Go through the records and copy each line where the string "initialization" occurs.

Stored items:
• • • • • • •

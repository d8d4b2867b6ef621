//! Main application entry point (CLI binary).
//!
//! This is a thin wrapper around the `safe_browsing` library that handles:
//! - Command-line argument parsing
//! - Environment variable loading (.env file)
//! - Logger initialization
//! - User-facing output formatting
//!
//! All core functionality is implemented in the library crate.

use anyhow::{Context, Result};
use clap::Parser;
use std::process;

use safe_browsing::app::{collect_urls, exit_code, summarize, EXIT_CLEAN, EXIT_ERROR};
use safe_browsing::config::Opt;
use safe_browsing::initialization::init_logger_with;
use safe_browsing::{check_and_open, CommandOpener, OpenOptions, SafeBrowsingClient};

#[tokio::main]
async fn main() -> Result<()> {
    // Load SAFE_BROWSING_* variables from .env (current dir, then next to the executable)
    if dotenvy::dotenv().is_err() {
        if let Ok(exe_path) = std::env::current_exe() {
            if let Some(exe_dir) = exe_path.parent() {
                let env_path = exe_dir.join(".env");
                if env_path.exists() {
                    let _ = dotenvy::from_path(&env_path);
                }
            }
        }
    }

    let opt = Opt::parse();

    init_logger_with(opt.log_level.clone().into(), opt.log_format.clone())
        .context("Failed to initialize logger")?;

    let config = opt.lookup_config();
    if let Err(e) = config.validate() {
        eprintln!("safe_browsing error: {}", e);
        process::exit(EXIT_ERROR);
    }

    let urls = collect_urls(&opt.urls, opt.file.as_deref()).await?;
    if urls.is_empty() {
        eprintln!("safe_browsing error: no valid URLs to check");
        process::exit(EXIT_ERROR);
    }

    let client = SafeBrowsingClient::new(config).context("Failed to initialize HTTP client")?;

    if opt.open {
        if urls.len() != 1 {
            eprintln!("safe_browsing error: --open takes exactly one URL");
            process::exit(EXIT_ERROR);
        }
        let opener = CommandOpener::new(opt.opener.clone());
        let outcome = check_and_open(&client, &opener, &urls[0], &OpenOptions::default()).await;
        match outcome {
            Ok(true) => println!("✅ Opened {}", urls[0]),
            Ok(false) => {
                eprintln!("safe_browsing error: {} is clean but could not be opened", urls[0]);
                process::exit(EXIT_ERROR);
            }
            Err(e) => {
                let outcome = Err(e);
                for line in summarize(&outcome, 1) {
                    println!("{line}");
                }
                process::exit(exit_code(&outcome));
            }
        }
        return Ok(());
    }

    let outcome = client.check_urls(&urls).await;
    for line in summarize(&outcome, urls.len()) {
        println!("{line}");
    }
    let code = exit_code(&outcome);
    if code != EXIT_CLEAN {
        process::exit(code);
    }
    Ok(())
}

• • • • • • •

* **EXERCISE ANSWER**
//! - Logger initialization
use safe_browsing::initialization::init_logger_with;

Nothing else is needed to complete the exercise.